Earlier studies had shown that epigallocatechin-3-gallate -- EGCG -- a compound found in green tea, killed oral cancer cells without harming normal cells, but researchers did not understand the reasons for its ability to target the cancer cells, said Joshua Lambert, associate professor of food science and co-director of Penn State's Center for Plant and Mushroom Foods for Health. The current study shows that EGCG may trigger a process in the mitochondria that leads to cell death.
"EGCG is doing something to damage the mitochondria and that mitochondrial damage sets up a cycle causing more damage and it spirals out, until the cell undergoes programmed cell death," said Lambert. "It looks like EGCG causes the formation of reactive oxygen species in cancer cells, which damages the mitochondria, and the mitochondria responds by making more reactive oxygen species."
As this mitochondrial demise continues, the cancer cell also reduces the expression of anti-oxidant genes, further lowering its defenses.
"So, it's turning off its mechanism of protection at the same time that EGCG is causing this oxidative stress," Lambert added.
The EGCG did not cause this reaction in normal cells. In fact, it appeared to increase the protective capabilities of the cell, according to the researchers, who report their findings in the online issue of Molecular Nutrition and Food Research.
The researchers studied normal human oral cells side-by-side with human oral cancer cells to determine how EGCG was affecting cancer cells differently than normal cells.

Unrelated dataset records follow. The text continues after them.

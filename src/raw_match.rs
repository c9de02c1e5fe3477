use serde::{Deserialize, Serialize};

use crate::event_codec::EventField;

/// One played match as delivered by the acquisition side, column names included.
#[derive(Debug, Clone, PartialEq, Serialize, Deserialize)]
pub struct RawMatch {
    #[serde(rename = "Year")]
    pub year: u16,
    #[serde(rename = "Host")]
    pub host: String,
    #[serde(rename = "Attendance", default)]
    pub attendance: Option<u64>,
    pub home_team: String,
    pub away_team: String,
    pub home_score: u32,
    pub away_score: u32,
    #[serde(rename = "home_yellow_card_long", default)]
    pub home_yellow_cards: EventField,
    #[serde(rename = "away_yellow_card_long", default)]
    pub away_yellow_cards: EventField,
    #[serde(rename = "home_red_card", default)]
    pub home_red_cards: EventField,
    #[serde(rename = "away_red_card", default)]
    pub away_red_cards: EventField,
    #[serde(rename = "home_goal_long", default)]
    pub home_goals: EventField,
    #[serde(rename = "away_goal_long", default)]
    pub away_goals: EventField,
    #[serde(rename = "home_penalty_goal", default)]
    pub home_penalty_goals: EventField,
    #[serde(rename = "away_penalty_goal", default)]
    pub away_penalty_goals: EventField,
}

impl RawMatch {
    pub fn new(
        year: u16,
        host: &str,
        home_team: &str,
        away_team: &str,
        home_score: u32,
        away_score: u32,
    ) -> Self {
        Self {
            year,
            host: host.to_string(),
            attendance: None,
            home_team: home_team.to_string(),
            away_team: away_team.to_string(),
            home_score,
            away_score,
            home_yellow_cards: EventField::Missing,
            away_yellow_cards: EventField::Missing,
            home_red_cards: EventField::Missing,
            away_red_cards: EventField::Missing,
            home_goals: EventField::Missing,
            away_goals: EventField::Missing,
            home_penalty_goals: EventField::Missing,
            away_penalty_goals: EventField::Missing,
        }
    }

    /// The match seen from one side: "own" columns and the opponent's score.
    pub fn side(&self, side: Side) -> SideView<'_> {
        match side {
            Side::Home => SideView {
                team: &self.home_team,
                goals_for: self.home_score,
                goals_against: self.away_score,
                yellow_cards: &self.home_yellow_cards,
                red_cards: &self.home_red_cards,
                goal_details: &self.home_goals,
                penalty_goals: &self.home_penalty_goals,
            },
            Side::Away => SideView {
                team: &self.away_team,
                goals_for: self.away_score,
                goals_against: self.home_score,
                yellow_cards: &self.away_yellow_cards,
                red_cards: &self.away_red_cards,
                goal_details: &self.away_goals,
                penalty_goals: &self.away_penalty_goals,
            },
        }
    }
}

#[derive(Debug, Clone, Copy, PartialEq, Eq, Hash)]
pub enum Side {
    Home,
    Away,
}

impl Side {
    pub const BOTH: [Side; 2] = [Side::Home, Side::Away];
}

#[derive(Debug, Clone, Copy)]
pub struct SideView<'a> {
    pub team: &'a str,
    pub goals_for: u32,
    pub goals_against: u32,
    pub yellow_cards: &'a EventField,
    pub red_cards: &'a EventField,
    pub goal_details: &'a EventField,
    pub penalty_goals: &'a EventField,
}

They grew the normal and cancer cells on petri dishes and then exposed them to EGCG, the major polyphenol found in green tea, at concentrations typically found in the saliva after chewing green-tea chewing gum. At various times, the researchers would collect the cells and check for oxidative stress and signs of antioxidant response.

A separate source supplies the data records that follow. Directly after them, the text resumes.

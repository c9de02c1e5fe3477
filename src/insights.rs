//! Cross-edition views built on top of the per-edition summary table.

use std::collections::BTreeMap;

use serde::Serialize;

use crate::summary::SummaryRow;
use crate::table::{Cell, TableRow};

pub const DOMINANCE_MIN_GAMES: u32 = 10;
pub const CONSISTENCY_MIN_TOURNAMENTS: usize = 3;

#[derive(Debug, Clone, PartialEq, Serialize)]
pub struct GoalsTrendRow {
    #[serde(rename = "Year")]
    pub year: u16,
    #[serde(rename = "GF Avg")]
    pub goals_for_avg: f64,
    #[serde(rename = "GA Avg")]
    pub goals_against_avg: f64,
    #[serde(rename = "Total Goals Avg")]
    pub total_goals_avg: f64,
}

impl TableRow for GoalsTrendRow {
    const COLUMNS: &'static [&'static str] = &["Year", "GF Avg", "GA Avg", "Total Goals Avg"];

    fn cells(&self) -> Vec<Cell> {
        vec![
            self.year.into(),
            self.goals_for_avg.into(),
            self.goals_against_avg.into(),
            self.total_goals_avg.into(),
        ]
    }
}

#[derive(Debug, Clone, PartialEq, Serialize)]
pub struct TeamRecordRow {
    #[serde(rename = "Team")]
    pub team: String,
    #[serde(rename = "GP")]
    pub games_played: u32,
    #[serde(rename = "W")]
    pub wins: u32,
    #[serde(rename = "Win Rate")]
    pub win_rate: f64,
    #[serde(rename = "GD")]
    pub goal_difference: i64,
}

impl TableRow for TeamRecordRow {
    const COLUMNS: &'static [&'static str] = &["Team", "GP", "W", "Win Rate", "GD"];

    fn cells(&self) -> Vec<Cell> {
        vec![
            self.team.as_str().into(),
            self.games_played.into(),
            self.wins.into(),
            self.win_rate.into(),
            self.goal_difference.into(),
        ]
    }
}

#[derive(Debug, Clone, PartialEq, Serialize)]
pub struct ConsistencyRow {
    #[serde(rename = "Team")]
    pub team: String,
    #[serde(rename = "Avg Win Rate")]
    pub avg_win_rate: f64,
    #[serde(rename = "Std Win Rate")]
    pub std_win_rate: f64,
    #[serde(rename = "Tournaments")]
    pub tournaments: usize,
}

impl TableRow for ConsistencyRow {
    const COLUMNS: &'static [&'static str] = &["Team", "Avg Win Rate", "Std Win Rate", "Tournaments"];

    fn cells(&self) -> Vec<Cell> {
        vec![
            self.team.as_str().into(),
            self.avg_win_rate.into(),
            self.std_win_rate.into(),
            self.tournaments.into(),
        ]
    }
}

/// Mean goals for/against per game across the teams of each year.
pub fn goals_trend(summary: &[SummaryRow]) -> Vec<GoalsTrendRow> {
    let mut by_year: BTreeMap<u16, (f64, f64, usize)> = BTreeMap::new();
    for row in summary {
        let entry = by_year.entry(row.year).or_default();
        entry.0 += row.goals_for_avg;
        entry.1 += row.goals_against_avg;
        entry.2 += 1;
    }
    by_year
        .into_iter()
        .map(|(year, (gf, ga, teams))| {
            let goals_for_avg = gf / teams as f64;
            let goals_against_avg = ga / teams as f64;
            GoalsTrendRow {
                year,
                goals_for_avg,
                goals_against_avg,
                total_goals_avg: goals_for_avg + goals_against_avg,
            }
        })
        .collect()
}

/// All-time record per team, most wins first. Win rate is a percentage rounded to 2 places.
pub fn team_records(summary: &[SummaryRow]) -> Vec<TeamRecordRow> {
    let mut by_team: BTreeMap<&str, (u32, u32, u32, u32)> = BTreeMap::new();
    for row in summary {
        let entry = by_team.entry(row.team.as_str()).or_default();
        entry.0 += row.games_played;
        entry.1 += row.wins;
        entry.2 += row.goals_for;
        entry.3 += row.goals_against;
    }
    let mut rows: Vec<TeamRecordRow> = by_team
        .into_iter()
        .map(|(team, (games_played, wins, gf, ga))| TeamRecordRow {
            team: team.to_string(),
            games_played,
            wins,
            win_rate: win_rate_pct(wins, games_played),
            goal_difference: i64::from(gf) - i64::from(ga),
        })
        .collect();
    rows.sort_by(|a, b| b.wins.cmp(&a.wins));
    rows
}

pub fn dominant_teams(records: &[TeamRecordRow], min_games: u32) -> Vec<TeamRecordRow> {
    let mut rows = qualified(records, min_games);
    rows.sort_by(|a, b| b.win_rate.total_cmp(&a.win_rate));
    rows
}

pub fn struggling_teams(records: &[TeamRecordRow], min_games: u32) -> Vec<TeamRecordRow> {
    let mut rows = qualified(records, min_games);
    rows.sort_by(|a, b| a.win_rate.total_cmp(&b.win_rate));
    rows
}

fn qualified(records: &[TeamRecordRow], min_games: u32) -> Vec<TeamRecordRow> {
    records
        .iter()
        .filter(|r| r.games_played >= min_games)
        .cloned()
        .collect()
}

/// Spread of a team's per-year win rate, steadiest teams first.
///
/// Standard deviation is the sample deviation over the years a team played.
/// Teams with fewer than `min_tournaments` years are left out.
pub fn consistency(summary: &[SummaryRow], min_tournaments: usize) -> Vec<ConsistencyRow> {
    let mut per_year: BTreeMap<(&str, u16), (u32, u32)> = BTreeMap::new();
    for row in summary {
        let entry = per_year.entry((row.team.as_str(), row.year)).or_default();
        entry.0 += row.wins;
        entry.1 += row.games_played;
    }

    let mut rates: BTreeMap<&str, Vec<f64>> = BTreeMap::new();
    for ((team, _), (wins, games)) in per_year {
        rates.entry(team).or_default().push(win_rate_pct(wins, games));
    }

    let mut rows: Vec<ConsistencyRow> = rates
        .into_iter()
        .filter(|(_, values)| values.len() >= min_tournaments.max(2))
        .map(|(team, values)| {
            let (mean, std) = mean_and_sample_std(&values);
            ConsistencyRow {
                team: team.to_string(),
                avg_win_rate: mean,
                std_win_rate: std,
                tournaments: values.len(),
            }
        })
        .collect();
    rows.sort_by(|a, b| a.std_win_rate.total_cmp(&b.std_win_rate));
    rows
}

/// The `n` least steady teams of a [`consistency`] table, kept in its order.
pub fn inconsistent_teams(consistency: &[ConsistencyRow], n: usize) -> &[ConsistencyRow] {
    &consistency[consistency.len().saturating_sub(n)..]
}

fn win_rate_pct(wins: u32, games: u32) -> f64 {
    if games == 0 {
        return 0.0;
    }
    round2(f64::from(wins) / f64::from(games) * 100.0)
}

fn round2(value: f64) -> f64 {
    (value * 100.0).round() / 100.0
}

fn mean_and_sample_std(values: &[f64]) -> (f64, f64) {
    let n = values.len() as f64;
    let mean = values.iter().sum::<f64>() / n;
    let var = values.iter().map(|v| (v - mean).powi(2)).sum::<f64>() / (n - 1.0);
    (mean, var.sqrt())
}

"We also took a lot of pictures, so we could use fluorescent dyes that measure mitochondrial function and oxidative stress and actually see these things develop," said Lambert, who worked with Jong-Yung Park, a research technician and Ling Tao, a doctoral candidate in food science.
The researchers said that a protein called sirtuin 3 -- SIRT3 -- is critical to the process.
"It plays an important role in mitochondrial function and in anti-oxidant response in lots of tissues in the body, so the idea that EGCG might selectively affect the activity of sirtuin 3 in cancer cells -- to turn it off -- and in normal cells -- to turn it on -- is probably applicable in multiple kinds of cancers," Lambert said.
The study builds on earlier research on how EGCG affected oral cancer, a disease that is expected to kill more than 8,000 people in the United States this year.
"We've published one paper previously just looking at the effect of these green tea polyphenols on oral cancer cells in cultures, and there have been other papers published using oral cancer cells and at least a couple of animal model studies that have looked at oral cancer and prevention of oral cancer," said Lambert.
He said the next step would be to study the mechanism in animals. If those tests and human trials are successful, the researchers then hope to create anti-cancer treatments that are as effective as current treatments without the harmful side effects.
"The problem with a lot of chemotherapy drugs -- especially early chemotherapy drugs -- is that they really just target rapidly dividing cells, so cancer divides rapidly, but so do cells in your hair follicles and cells in your intestines, so you have a lot of side effects," said Lambert. "But you don't see these sorts of side effects with green tea consumption."